● **Problem description**
Count every line in the data below where the word "image" appears, then state only that count.

● **Material for this task**
----------------------------------------

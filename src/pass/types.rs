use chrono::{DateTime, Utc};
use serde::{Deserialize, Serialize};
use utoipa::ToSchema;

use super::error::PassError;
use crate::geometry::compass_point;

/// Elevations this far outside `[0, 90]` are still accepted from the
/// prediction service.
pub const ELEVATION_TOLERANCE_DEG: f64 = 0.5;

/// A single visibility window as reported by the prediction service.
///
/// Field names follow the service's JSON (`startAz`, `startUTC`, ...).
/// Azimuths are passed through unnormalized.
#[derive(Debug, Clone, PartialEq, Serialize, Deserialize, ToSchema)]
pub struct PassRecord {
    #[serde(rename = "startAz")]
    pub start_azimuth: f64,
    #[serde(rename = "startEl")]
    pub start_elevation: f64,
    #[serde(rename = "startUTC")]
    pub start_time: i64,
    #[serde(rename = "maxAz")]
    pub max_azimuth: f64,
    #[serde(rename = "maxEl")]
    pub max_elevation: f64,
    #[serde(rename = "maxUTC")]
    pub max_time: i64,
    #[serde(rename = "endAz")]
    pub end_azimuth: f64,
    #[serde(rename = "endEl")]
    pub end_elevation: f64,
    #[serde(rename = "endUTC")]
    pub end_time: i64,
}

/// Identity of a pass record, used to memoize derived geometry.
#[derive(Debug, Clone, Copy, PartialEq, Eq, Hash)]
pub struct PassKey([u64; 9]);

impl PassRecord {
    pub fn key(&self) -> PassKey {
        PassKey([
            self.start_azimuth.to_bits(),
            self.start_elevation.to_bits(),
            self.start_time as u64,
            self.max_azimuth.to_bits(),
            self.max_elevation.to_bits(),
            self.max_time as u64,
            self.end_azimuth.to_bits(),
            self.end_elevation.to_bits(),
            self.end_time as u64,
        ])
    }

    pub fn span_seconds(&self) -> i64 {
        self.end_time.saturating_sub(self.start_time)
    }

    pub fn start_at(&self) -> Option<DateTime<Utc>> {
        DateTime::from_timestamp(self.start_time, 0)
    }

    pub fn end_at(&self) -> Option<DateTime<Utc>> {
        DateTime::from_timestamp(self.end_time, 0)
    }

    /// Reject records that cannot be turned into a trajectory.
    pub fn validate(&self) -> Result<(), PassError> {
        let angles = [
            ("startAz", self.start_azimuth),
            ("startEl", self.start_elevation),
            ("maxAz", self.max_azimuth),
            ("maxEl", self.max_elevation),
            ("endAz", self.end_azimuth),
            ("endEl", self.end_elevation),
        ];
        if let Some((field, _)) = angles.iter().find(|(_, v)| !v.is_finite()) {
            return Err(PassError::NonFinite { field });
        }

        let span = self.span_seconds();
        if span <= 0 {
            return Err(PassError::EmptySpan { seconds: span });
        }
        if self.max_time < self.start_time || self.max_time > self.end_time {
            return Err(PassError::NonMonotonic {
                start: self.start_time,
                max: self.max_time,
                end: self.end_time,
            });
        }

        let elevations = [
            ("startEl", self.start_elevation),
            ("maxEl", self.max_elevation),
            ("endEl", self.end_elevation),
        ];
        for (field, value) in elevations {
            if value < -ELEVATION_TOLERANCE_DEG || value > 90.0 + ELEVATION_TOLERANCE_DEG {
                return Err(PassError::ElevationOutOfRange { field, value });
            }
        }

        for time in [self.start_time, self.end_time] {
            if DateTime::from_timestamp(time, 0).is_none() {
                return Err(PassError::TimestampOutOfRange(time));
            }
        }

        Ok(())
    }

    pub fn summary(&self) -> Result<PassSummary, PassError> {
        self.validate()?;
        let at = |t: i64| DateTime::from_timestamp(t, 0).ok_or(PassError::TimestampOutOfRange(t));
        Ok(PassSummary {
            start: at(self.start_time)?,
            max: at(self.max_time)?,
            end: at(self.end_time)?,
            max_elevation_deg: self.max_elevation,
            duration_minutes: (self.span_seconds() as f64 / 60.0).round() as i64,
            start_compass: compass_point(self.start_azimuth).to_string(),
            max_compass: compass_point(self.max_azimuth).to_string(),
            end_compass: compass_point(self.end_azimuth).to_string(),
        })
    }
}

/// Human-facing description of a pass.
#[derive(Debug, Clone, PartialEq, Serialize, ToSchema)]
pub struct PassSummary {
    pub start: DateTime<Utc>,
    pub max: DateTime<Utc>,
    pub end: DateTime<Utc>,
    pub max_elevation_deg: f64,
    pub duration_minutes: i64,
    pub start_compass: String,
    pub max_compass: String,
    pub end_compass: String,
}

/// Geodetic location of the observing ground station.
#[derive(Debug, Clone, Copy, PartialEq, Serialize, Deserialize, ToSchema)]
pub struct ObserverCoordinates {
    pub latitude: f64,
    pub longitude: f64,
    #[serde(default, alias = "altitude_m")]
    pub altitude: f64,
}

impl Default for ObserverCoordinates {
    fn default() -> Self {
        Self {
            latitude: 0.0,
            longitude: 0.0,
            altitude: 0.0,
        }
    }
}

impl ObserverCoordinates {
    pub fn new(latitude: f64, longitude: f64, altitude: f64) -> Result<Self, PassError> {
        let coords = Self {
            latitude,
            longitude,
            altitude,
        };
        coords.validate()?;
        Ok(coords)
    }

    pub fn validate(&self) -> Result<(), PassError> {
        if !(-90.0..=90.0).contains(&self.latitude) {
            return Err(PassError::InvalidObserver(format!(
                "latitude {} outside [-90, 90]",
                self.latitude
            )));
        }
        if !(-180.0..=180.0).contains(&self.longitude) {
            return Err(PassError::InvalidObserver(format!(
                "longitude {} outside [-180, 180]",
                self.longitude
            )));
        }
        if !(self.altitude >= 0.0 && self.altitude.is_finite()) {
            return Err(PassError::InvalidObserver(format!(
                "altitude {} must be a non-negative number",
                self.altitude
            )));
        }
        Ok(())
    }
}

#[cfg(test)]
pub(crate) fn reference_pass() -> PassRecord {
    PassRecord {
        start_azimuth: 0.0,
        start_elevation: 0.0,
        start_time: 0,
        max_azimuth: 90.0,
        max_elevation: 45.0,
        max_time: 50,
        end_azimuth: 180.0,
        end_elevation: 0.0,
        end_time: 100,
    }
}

----------------------------------------

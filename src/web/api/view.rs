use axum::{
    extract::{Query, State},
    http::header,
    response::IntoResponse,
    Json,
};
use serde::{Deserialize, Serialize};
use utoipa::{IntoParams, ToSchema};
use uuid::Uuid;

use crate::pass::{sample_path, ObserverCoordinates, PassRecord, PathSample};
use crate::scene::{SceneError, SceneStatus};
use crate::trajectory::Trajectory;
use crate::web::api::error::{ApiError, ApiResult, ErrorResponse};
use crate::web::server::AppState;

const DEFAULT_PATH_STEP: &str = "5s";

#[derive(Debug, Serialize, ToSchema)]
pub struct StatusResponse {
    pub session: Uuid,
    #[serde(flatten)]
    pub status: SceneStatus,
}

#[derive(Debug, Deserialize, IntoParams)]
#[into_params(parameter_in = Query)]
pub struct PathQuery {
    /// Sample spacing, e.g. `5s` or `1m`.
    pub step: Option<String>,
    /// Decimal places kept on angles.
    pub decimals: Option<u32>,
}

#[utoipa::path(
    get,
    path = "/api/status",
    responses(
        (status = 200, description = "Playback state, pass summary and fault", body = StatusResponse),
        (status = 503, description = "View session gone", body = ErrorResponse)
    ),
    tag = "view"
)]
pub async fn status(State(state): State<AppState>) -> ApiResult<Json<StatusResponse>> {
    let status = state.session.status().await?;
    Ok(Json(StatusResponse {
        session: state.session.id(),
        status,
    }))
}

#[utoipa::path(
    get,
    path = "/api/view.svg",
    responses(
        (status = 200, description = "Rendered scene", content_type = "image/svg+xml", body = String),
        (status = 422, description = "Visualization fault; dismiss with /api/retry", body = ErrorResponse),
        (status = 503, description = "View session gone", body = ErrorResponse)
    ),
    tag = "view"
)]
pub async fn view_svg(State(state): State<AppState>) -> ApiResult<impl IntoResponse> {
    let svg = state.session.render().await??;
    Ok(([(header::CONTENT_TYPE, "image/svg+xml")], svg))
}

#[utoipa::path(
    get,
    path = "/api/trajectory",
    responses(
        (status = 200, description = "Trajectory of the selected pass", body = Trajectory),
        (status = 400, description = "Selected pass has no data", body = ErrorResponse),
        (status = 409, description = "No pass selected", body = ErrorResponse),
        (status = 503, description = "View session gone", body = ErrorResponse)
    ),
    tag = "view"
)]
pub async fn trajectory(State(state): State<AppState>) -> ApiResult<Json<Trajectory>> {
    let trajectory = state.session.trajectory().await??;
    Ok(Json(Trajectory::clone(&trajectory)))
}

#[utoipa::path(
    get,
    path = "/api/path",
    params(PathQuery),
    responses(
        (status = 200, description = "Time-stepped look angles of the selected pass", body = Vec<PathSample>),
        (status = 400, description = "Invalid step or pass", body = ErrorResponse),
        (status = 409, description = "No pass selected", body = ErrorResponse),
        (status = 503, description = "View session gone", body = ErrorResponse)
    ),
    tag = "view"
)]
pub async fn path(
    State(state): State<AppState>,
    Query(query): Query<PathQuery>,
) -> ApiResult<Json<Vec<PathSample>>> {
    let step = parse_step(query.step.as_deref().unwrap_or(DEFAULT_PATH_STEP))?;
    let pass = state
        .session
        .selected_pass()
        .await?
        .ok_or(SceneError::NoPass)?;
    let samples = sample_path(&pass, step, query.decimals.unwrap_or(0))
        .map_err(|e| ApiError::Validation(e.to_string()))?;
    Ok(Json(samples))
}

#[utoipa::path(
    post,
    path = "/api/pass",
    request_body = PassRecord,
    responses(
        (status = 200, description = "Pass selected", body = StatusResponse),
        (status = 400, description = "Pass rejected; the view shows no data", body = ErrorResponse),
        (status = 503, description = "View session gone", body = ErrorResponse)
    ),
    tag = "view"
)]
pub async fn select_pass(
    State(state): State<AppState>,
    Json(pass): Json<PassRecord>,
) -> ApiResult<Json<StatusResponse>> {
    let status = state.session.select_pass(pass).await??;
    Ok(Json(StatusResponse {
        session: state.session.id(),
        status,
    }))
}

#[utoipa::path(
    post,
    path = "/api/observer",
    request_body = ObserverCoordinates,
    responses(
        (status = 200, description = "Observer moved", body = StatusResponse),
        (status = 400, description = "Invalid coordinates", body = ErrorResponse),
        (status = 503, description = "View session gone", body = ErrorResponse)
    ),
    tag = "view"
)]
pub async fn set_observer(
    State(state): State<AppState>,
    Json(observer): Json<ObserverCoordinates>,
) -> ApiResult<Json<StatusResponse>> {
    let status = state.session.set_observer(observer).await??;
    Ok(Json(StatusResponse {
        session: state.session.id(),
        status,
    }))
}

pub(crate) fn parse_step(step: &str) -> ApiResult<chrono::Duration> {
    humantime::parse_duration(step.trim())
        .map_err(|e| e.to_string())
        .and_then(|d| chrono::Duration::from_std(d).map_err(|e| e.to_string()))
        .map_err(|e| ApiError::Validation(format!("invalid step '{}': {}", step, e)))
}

----------------------------------------

● **Reply to the task**
2